Bioenergy pathways and substitutable markets identified in Malaysia The consideration of both supply and demand in Malaysia’s energy mix results in the identification of acacia and rubberwood for direct combustion for combined heat and power generation as the most probable bioenergy applications. Substitutable markets for biomass have been estimated for three different horizons, namely 2025, 2030 and 2050.
Half of Myanmar’s energy needs are met by bioenergy – particularly woody biomass – but the use of biomass feedstock comes at the expense of deforestation and forest degradation.
Myanmar is the 10th largest country in Asia by area and is bordered by emerging economies such as India and China. It is a biodiverse country and is home to some of the largest intact natural ecosystems in the region, but the remaining ecosystems are under threat from land use intensification and over-exploitation.
Since only woody biomass was discussed for Myanmar, the main target of end-use applications is the industry sector, which consumes approximately 28% of Myanmar’s energy (see Figure 57) and provides concentrated nodes of energy demand where fuel substitutions should be facilitated in a move toward low carbon economy. The residential sector currently consumes the largest amount of energy, with wood fuel being combusted in residential rural areas.

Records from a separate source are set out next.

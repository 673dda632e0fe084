//! # clocksim-core
//!
//! Shared building blocks for a simulated machine: the Lamport clock cell,
//! the inbound message queue, the wire codec and the event model consumed
//! by event sinks.
//!
//! ### Key Submodules:
//! - `clock`: `LamportClock` using an atomic counter
//! - `inbox`: unbounded FIFO of received clock values
//! - `wire`: single-field JSON payload exchanged between machines
//! - `events`: event records, connection status and the `EventSink` seam

pub mod clock;
pub mod error;
pub mod events;
pub mod inbox;
pub mod wire;

pub mod prelude {
    pub use crate::clock::*;
    pub use crate::error::*;
    pub use crate::events::*;
    pub use crate::inbox::*;
    pub use crate::wire::*;
}

pub use clock::LamportClock;
pub use error::{ClockOverflow, SinkError, UnknownEventKind, WireError};
pub use events::{ConnectionStatus, EventKind, EventRecord, EventSink, MemorySink};
pub use inbox::Inbox;
pub use wire::ClockMessage;
//! Transient on-disk staging for uploaded media.

use service_core::error::AppError;
use std::path::{Path, PathBuf};
use tokio::fs;
use uuid::Uuid;

/// Writes uploads into a scratch directory while they are handed to the
/// provider.
#[derive(Debug, Clone)]
pub struct MediaStore {
    base_path: PathBuf,
}

impl MediaStore {
    pub async fn new(base_path: impl Into<PathBuf>) -> Result<Self, AppError> {
        let base_path = base_path.into();
        if !base_path.exists() {
            fs::create_dir_all(&base_path).await?;
        }
        Ok(Self { base_path })
    }

    pub fn base_path(&self) -> &Path {
        &self.base_path
    }

    /// Write `data` to a temporary file named after `filename`.
    ///
    /// The returned guard owns the file; it is removed by
    /// [`StagedMedia::release`] or, failing that, when the guard drops.
    pub async fn store(&self, data: &[u8], filename: &str) -> Result<StagedMedia, AppError> {
        let path = self
            .base_path
            .join(format!("temp_{}_{}", Uuid::new_v4(), sanitize_filename(filename)));

        // Guard first so a partial write is cleaned up too
        let staged = StagedMedia {
            path,
            released: false,
        };
        fs::write(&staged.path, data).await?;

        tracing::debug!(path = %staged.path.display(), size = data.len(), "Staged media");
        Ok(staged)
    }
}

/// A staged upload on disk.
#[derive(Debug)]
pub struct StagedMedia {
    path: PathBuf,
    released: bool,
}

impl StagedMedia {
    pub fn path(&self) -> &Path {
        &self.path
    }

    /// Delete the staged file. A file that is already gone counts as released.
    pub async fn release(mut self) -> Result<(), AppError> {
        self.released = true;
        match fs::remove_file(&self.path).await {
            Ok(()) => {
                tracing::debug!(path = %self.path.display(), "Released staged media");
                Ok(())
            }
            Err(e) if e.kind() == std::io::ErrorKind::NotFound => Ok(()),
            Err(e) => Err(e.into()),
        }
    }
}

impl Drop for StagedMedia {
    fn drop(&mut self) {
        if !self.released {
            if let Err(e) = std::fs::remove_file(&self.path) {
                if e.kind() != std::io::ErrorKind::NotFound {
                    tracing::warn!(
                        path = %self.path.display(),
                        error = %e,
                        "Failed to remove staged media"
                    );
                }
            }
        }
    }
}

/// Keep the final path component and replace anything outside
/// `[A-Za-z0-9._-]`.
fn sanitize_filename(filename: &str) -> String {
    let name = Path::new(filename)
        .file_name()
        .and_then(|n| n.to_str())
        .unwrap_or("");

    let sanitized: String = name
        .chars()
        .map(|c| {
            if c.is_ascii_alphanumeric() || matches!(c, '.' | '-' | '_') {
                c
            } else {
                '_'
            }
        })
        .collect();

    if sanitized.trim_matches('.').is_empty() {
        "upload".to_string()
    } else {
        sanitized
    }
}
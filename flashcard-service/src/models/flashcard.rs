//! Flashcards extracted from provider output.

use serde::{Deserialize, Serialize};

/// Number of flashcards the analysis prompt asks for. Not enforced.
pub const EXPECTED_FLASHCARDS: usize = 4;

const FALLBACK_TITLE: &str = "Assimilation";
const FALLBACK_DESCRIPTION: &str = "The media essence has been captured.";

/// A title/description pair summarizing one concept from the media.
#[derive(Debug, Clone, PartialEq, Eq, Serialize, Deserialize)]
pub struct Flashcard {
    pub title: String,
    pub description: String,
}

impl Flashcard {
    pub fn new(title: impl Into<String>, description: impl Into<String>) -> Self {
        Self {
            title: title.into(),
            description: description.into(),
        }
    }

    fn is_complete(&self) -> bool {
        !self.title.trim().is_empty() && !self.description.trim().is_empty()
    }
}

/// The single placeholder card used when the provider output is unusable.
pub fn fallback_flashcards() -> Vec<Flashcard> {
    vec![Flashcard::new(FALLBACK_TITLE, FALLBACK_DESCRIPTION)]
}

/// Remove markdown code-fence markers (```json and ```) and surrounding
/// whitespace from a model response.
pub fn strip_code_fences(raw: &str) -> String {
    raw.replace("```json", "").replace("```", "").trim().to_string()
}

/// Parse provider output into flashcards.
///
/// Anything that is not a non-empty JSON array of complete cards yields the
/// fallback card; malformed output never reaches the caller as an error.
pub fn parse_flashcards(raw: &str) -> Vec<Flashcard> {
    let cleaned = strip_code_fences(raw);

    match serde_json::from_str::<Vec<Flashcard>>(&cleaned) {
        Ok(cards) if !cards.is_empty() && cards.iter().all(Flashcard::is_complete) => {
            if cards.len() != EXPECTED_FLASHCARDS {
                tracing::warn!(
                    count = cards.len(),
                    expected = EXPECTED_FLASHCARDS,
                    "Provider returned an unexpected number of flashcards"
                );
            }
            cards
        }
        Ok(cards) => {
            tracing::warn!(
                count = cards.len(),
                "Provider returned empty or incomplete flashcards, using fallback"
            );
            fallback_flashcards()
        }
        Err(e) => {
            tracing::warn!(error = %e, "Failed to parse flashcards, using fallback");
            fallback_flashcards()
        }
    }
}

#[cfg(test)]
mod tests {
    use super::*;

    #[test]
    fn strips_json_code_fence() {
        let raw = "```json\n[{\"title\":\"A\",\"description\":\"B\"}]\n```";
        assert_eq!(parse_flashcards(raw), vec![Flashcard::new("A", "B")]);
    }

    #[test]
    fn strips_bare_code_fence() {
        let raw = "```\n[{\"title\":\"Dialectic\",\"description\":\"Thesis meets antithesis.\"}]\n```";
        let cards = parse_flashcards(raw);
        assert_eq!(cards[0].title, "Dialectic");
    }

    #[test]
    fn accepts_unfenced_array_of_four() {
        let raw = r#"[
            {"title": "Stoicism", "description": "Virtue as the sole good."},
            {"title": "Telos", "description": "The end toward which a thing aims."},
            {"title": "Praxis", "description": "Theory enacted."},
            {"title": "Episteme", "description": "Justified knowledge."}
        ]"#;
        assert_eq!(parse_flashcards(raw).len(), 4);
    }

    #[test]
    fn keeps_unexpected_card_counts() {
        let raw = r#"[{"title": "One", "description": "Only one."}]"#;
        assert_eq!(parse_flashcards(raw), vec![Flashcard::new("One", "Only one.")]);
    }

    #[test]
    fn prose_falls_back() {
        let cards = parse_flashcards("I could not find any concepts in this media.");
        assert_eq!(cards, fallback_flashcards());
    }

    #[test]
    fn object_instead_of_array_falls_back() {
        let cards = parse_flashcards(r#"{"title": "A", "description": "B"}"#);
        assert_eq!(cards, fallback_flashcards());
    }

    #[test]
    fn empty_array_and_blank_fields_fall_back() {
        assert_eq!(parse_flashcards("[]"), fallback_flashcards());
        assert_eq!(
            parse_flashcards(r#"[{"title": " ", "description": "B"}]"#),
            fallback_flashcards()
        );
    }

    #[test]
    fn fallback_card_is_complete() {
        let cards = fallback_flashcards();
        assert_eq!(cards.len(), 1);
        assert!(cards.iter().all(Flashcard::is_complete));
    }
}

To achieve sustainable development and climate management commitments, bioenergy must become a mainstream primary energy source for countries in Southeast Asia. Fossil fuel consumption in Southeast Asia must be scaled down to the absolute minimum, whilst alternative sources of renewable energy such as bioenergy need to be thoroughly explored and implemented if ASEAN member countries are to reach their climate objectives. Utilisation of biomass feedstock as a primary energy source has significant potential for growth in the countries of Southeast Asia, thanks to their abundant natural resources and large agricultural sectors; however, deploying biomass feedstock requires changes to bioenergy policies. The key challenges for the countries of the region include: developing a clear understanding of biomass potentials; setting ambitious yet viable targets for bioenergy; integrating bioenergy in national energy policies; and fostering robust biomass industries with clear, time-bound roadmaps.